Monarch Family Services, one of our TXPOP pilot sites in the Houston area, has embraced the use of Network Meetings and experienced a lot of success with this approach. For example, one of Monarch’s families had a series of Network Meetings that resulted in a unique co-parenting plan. The participants in the meetings included the 8-years-old child, his great aunt and uncle, who were the kinship caregivers, his mother, and his mother’s good friend. Traditionally, permanent managing conservatorship is granted to the kinship caregivers, or the child(ren) return to the care of their parent(s). However, because this family was committed to working together and supporting one another in the care of the child, the judge granted joint permanent managing conservatorship to both the kinship caregivers and mom. As a result, this child now has more people caring for and loving him on a regular basis.

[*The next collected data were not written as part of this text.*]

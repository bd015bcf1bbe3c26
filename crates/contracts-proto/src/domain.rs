//! Domain-layer types and conversions over the wire contracts.

use std::collections::{BTreeMap, HashMap, HashSet};

use thiserror::Error;

use crate::wire::contracts::{
    Contract as WireContract, CreateRequest as WireCreateRequest,
    Participant as WireParticipant,
};

/// Fewest participants a contract can be created with.
pub const MIN_PARTICIPANTS: usize = 2;

/// Conversion failures between wire payloads, form input, and domain types.
#[derive(Debug, Clone, Error, PartialEq, Eq)]
pub enum ConversionError {
    #[error("{message}.{field} is required")]
    MissingField {
        message: &'static str,
        field: &'static str,
    },
    #[error("participant #{index} has no {field}")]
    IncompleteParticipant { index: usize, field: &'static str },
    #[error("a contract needs at least {MIN_PARTICIPANTS} participants, got {count}")]
    TooFewParticipants { count: usize },
    #[error("participant name '{name}' is used more than once")]
    DuplicateParticipant { name: String },
}

/// One named party of a contract.
#[derive(Debug, Clone, Default, PartialEq, Eq)]
pub struct Participant {
    pub name: String,
    /// Raw certificate bytes, PEM text in practice.
    pub public_key: Vec<u8>,
    /// Digest computed by the backend. Empty for drafts.
    pub hash: String,
}

impl Participant {
    /// Certificate bytes decoded as UTF-8, replacing invalid sequences.
    pub fn certificate_text(&self) -> String {
        String::from_utf8_lossy(&self.public_key).into_owned()
    }

    /// A copy with `name` replaced; every other field is carried over.
    pub fn with_name(&self, name: impl Into<String>) -> Self {
        Self {
            name: name.into(),
            ..self.clone()
        }
    }

    /// A copy whose certificate holds the UTF-8 bytes of `text`.
    pub fn with_certificate_text(&self, text: &str) -> Self {
        Self {
            public_key: text.as_bytes().to_vec(),
            ..self.clone()
        }
    }

    /// Whether the participant may be submitted as part of a new contract.
    pub fn is_complete(&self) -> bool {
        !self.name.is_empty() && !self.public_key.is_empty()
    }
}

#[derive(Debug, Clone, Default, PartialEq, Eq)]
pub struct Contract {
    pub id: String,
    pub participants: Vec<Participant>,
}

impl Contract {
    pub fn participant_names(&self) -> impl Iterator<Item = &str> {
        self.participants.iter().map(|participant| participant.name.as_str())
    }
}

/// Name and PEM certificate pair as bound from the creation form.
#[derive(Debug, Clone, Default, PartialEq, Eq)]
pub struct Pki {
    pub name: String,
    pub public_certificate: String,
}

impl Pki {
    pub fn is_complete(&self) -> bool {
        !self.name.is_empty() && !self.public_certificate.is_empty()
    }
}

/// A validated "create contract" payload. Participant names are unique keys.
#[derive(Debug, Clone, Default, PartialEq, Eq)]
pub struct CreateContract {
    pub participants: BTreeMap<String, Vec<u8>>,
}

impl CreateContract {
    /// Validates draft participants and builds the name to certificate map.
    pub fn from_participants<'a, I>(participants: I) -> Result<Self, ConversionError>
    where
        I: IntoIterator<Item = &'a Participant>,
    {
        let mut map = BTreeMap::new();
        let mut count = 0;
        for (index, participant) in participants.into_iter().enumerate() {
            count += 1;
            if participant.name.is_empty() {
                return Err(ConversionError::IncompleteParticipant {
                    index,
                    field: "name",
                });
            }
            if participant.public_key.is_empty() {
                return Err(ConversionError::IncompleteParticipant {
                    index,
                    field: "certificate",
                });
            }
            if map
                .insert(participant.name.clone(), participant.public_key.clone())
                .is_some()
            {
                return Err(ConversionError::DuplicateParticipant {
                    name: participant.name.clone(),
                });
            }
        }

        if count < MIN_PARTICIPANTS {
            return Err(ConversionError::TooFewParticipants { count });
        }
        Ok(Self { participants: map })
    }

    /// Validates form-bound PKI entries; certificates are UTF-8 encoded.
    pub fn from_pkis(pkis: &[Pki]) -> Result<Self, ConversionError> {
        let participants: Vec<Participant> = pkis
            .iter()
            .map(|pki| Participant {
                name: pki.name.clone(),
                public_key: pki.public_certificate.as_bytes().to_vec(),
                hash: String::new(),
            })
            .collect();
        Self::from_participants(&participants)
    }
}

/// Whether a list of drafts satisfies the creation precondition.
pub fn can_create<'a, I>(participants: I) -> bool
where
    I: IntoIterator<Item = &'a Participant>,
{
    let mut names = HashSet::new();
    for participant in participants {
        if !participant.is_complete() || !names.insert(participant.name.as_str()) {
            return false;
        }
    }
    names.len() >= MIN_PARTICIPANTS
}

/// Orders contracts ascending by identifier.
pub fn sort_contracts(contracts: &mut [Contract]) {
    contracts.sort_by(|left, right| left.id.cmp(&right.id));
}

/// Orders participants ascending by name.
pub fn sort_participants(participants: &mut [Participant]) {
    participants.sort_by(|left, right| left.name.cmp(&right.name));
}

fn require_non_empty(
    value: &str,
    message: &'static str,
    field: &'static str,
) -> Result<(), ConversionError> {
    if value.trim().is_empty() {
        return Err(ConversionError::MissingField { message, field });
    }
    Ok(())
}

impl TryFrom<WireParticipant> for Participant {
    type Error = ConversionError;

    fn try_from(value: WireParticipant) -> Result<Self, Self::Error> {
        require_non_empty(&value.name, "Participant", "name")?;

        Ok(Self {
            name: value.name,
            public_key: value.public_key,
            hash: value.hash,
        })
    }
}

impl From<Participant> for WireParticipant {
    fn from(value: Participant) -> Self {
        Self {
            name: value.name,
            public_key: value.public_key,
            hash: value.hash,
        }
    }
}

impl TryFrom<WireContract> for Contract {
    type Error = ConversionError;

    fn try_from(value: WireContract) -> Result<Self, Self::Error> {
        require_non_empty(&value.id, "Contract", "id")?;

        let participants = value
            .participants
            .into_iter()
            .map(Participant::try_from)
            .collect::<Result<Vec<_>, _>>()?;
        Ok(Self {
            id: value.id,
            participants,
        })
    }
}

impl From<Contract> for WireContract {
    fn from(value: Contract) -> Self {
        Self {
            id: value.id,
            participants: value.participants.into_iter().map(Into::into).collect(),
        }
    }
}

impl From<CreateContract> for WireCreateRequest {
    fn from(value: CreateContract) -> Self {
        Self {
            participants: value.participants.into_iter().collect::<HashMap<_, _>>(),
        }
    }
}
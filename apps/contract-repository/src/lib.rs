//! Server-rendered admin pages for the WirePact contract repository.

use std::sync::Arc;
use std::time::Instant;

use anyhow::Result;
use axum::extract::State;
use axum::routing::{get, post};
use axum::{Json, Router, middleware};
use contracts_client::{ClientFactory, ContractsApi, RpcError};
use serde::Serialize;
use tokio::net::TcpListener;
use tower::ServiceBuilder;
use tower_http::request_id::{MakeRequestUuid, PropagateRequestIdLayer, SetRequestIdLayer};
use tower_http::trace::TraceLayer;
use tracing::info;

pub mod auth;
pub mod config;
pub mod pages;
pub mod web_maud;

use crate::auth::{BasicCredentials, basic_auth_gate};
use crate::config::Config;

const SERVICE_NAME: &str = "contract-repository";

#[derive(Clone)]
pub struct AppState {
    pub config: Arc<Config>,
    pub credentials: BasicCredentials,
    pub contracts: Arc<dyn ContractsApi>,
    started_at: Instant,
}

#[derive(Debug, Serialize)]
struct HealthResponse {
    status: &'static str,
    service: &'static str,
    version: &'static str,
    uptime_seconds: u64,
}

/// Router backed by a lazily connected gRPC client for `config.repo_uri`.
pub fn build_router(config: Config) -> Result<Router, RpcError> {
    let factory = ClientFactory::new(config.repo_uri.clone());
    let contracts = factory.contracts("")?;
    Ok(build_router_with_client(config, Arc::new(contracts)))
}

pub fn build_router_with_client(config: Config, contracts: Arc<dyn ContractsApi>) -> Router {
    let credentials = BasicCredentials::new(&config.auth_user, &config.auth_pass);
    let state = AppState {
        config: Arc::new(config),
        credentials,
        contracts,
        started_at: Instant::now(),
    };

    let pages = Router::new()
        .route("/", get(pages::contract_list))
        .route("/detail/:contract_id", get(pages::contract_detail))
        .route("/detail/:contract_id/delete", post(pages::delete_contract))
        .route(
            "/new",
            get(pages::new_contract_form).post(pages::create_contract),
        )
        .route_layer(middleware::from_fn_with_state(
            state.clone(),
            basic_auth_gate,
        ));

    Router::new()
        .route("/healthz", get(health))
        .merge(pages)
        .with_state(state)
        .layer(
            ServiceBuilder::new()
                .layer(SetRequestIdLayer::x_request_id(MakeRequestUuid))
                .layer(PropagateRequestIdLayer::x_request_id())
                .layer(TraceLayer::new_for_http()),
        )
}

async fn health(State(state): State<AppState>) -> Json<HealthResponse> {
    Json(HealthResponse {
        status: "ok",
        service: SERVICE_NAME,
        version: env!("CARGO_PKG_VERSION"),
        uptime_seconds: state.started_at.elapsed().as_secs(),
    })
}

pub async fn serve(config: Config) -> Result<()> {
    let listener = TcpListener::bind(config.bind_addr).await?;
    info!(
        service = SERVICE_NAME,
        bind_addr = %config.bind_addr,
        repo_uri = %config.repo_uri,
        "contract repository listening"
    );
    axum::serve(listener, build_router(config)?).await?;
    Ok(())
}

Another great outcome resulting from Network Meetings involved two grandmothers and their 14-year-old grandson. For years, the maternal grandmother had ongoing conflict with her grandson’s paternal grandmother. Caseworkers could not get the two grandmothers to work together, but both wanted custody of their grandson. A Network Meeting between the two grandmothers took place with the goal of the two grandmothers beginning to see one another’s perspective, creating a communication plan, keeping their grandson at the center of the plan, and agreeing to work toward co-parenting their grandson. The Network Meeting was remarkable, ending with the grandmothers hugging and agreeing to work together. Both grandmothers stated that until the network meeting, they felt “pitted against each other” and that they had minimal options on how to stay connected to their grandson. The plan created at the network meeting allowed them both to realize that if they worked together, they could both keep their grandson in their life, which is what is best for him.


Network Meetings encourage creativity from families and caseworkers. A recent series of meetings involved maternal grandparents who became the kinship caregivers of two young girls when their mother passed away. The girl’s father was recently released from prison and living with his mother. Father and paternal grandmother both desired to have a relationship with the girls. The maternal grandparents highly valued family and were open to working through a plan that safely kept the girls connected to their paternal family. At the same time, the girls let everyone know they wanted to have a relationship with their paternal half-sister. The caseworker reached out to the father’s ex-girlfriend, who was also open to attending the Network Meetings. She expressed needing help as a single mother; supporting her and allowing all the girls to reconnect was worked into the family’s plan.


Network Meetings encourage families to generate their own solutions for the worry and create their own plans. As a result, families are more likely to commit to and follow through with plans they take the lead in developing. Families know themselves better than professionals and are more likely to produce innovative solutions. When the case is closed, and the professionals are no longer involved, the network will still be there for the children.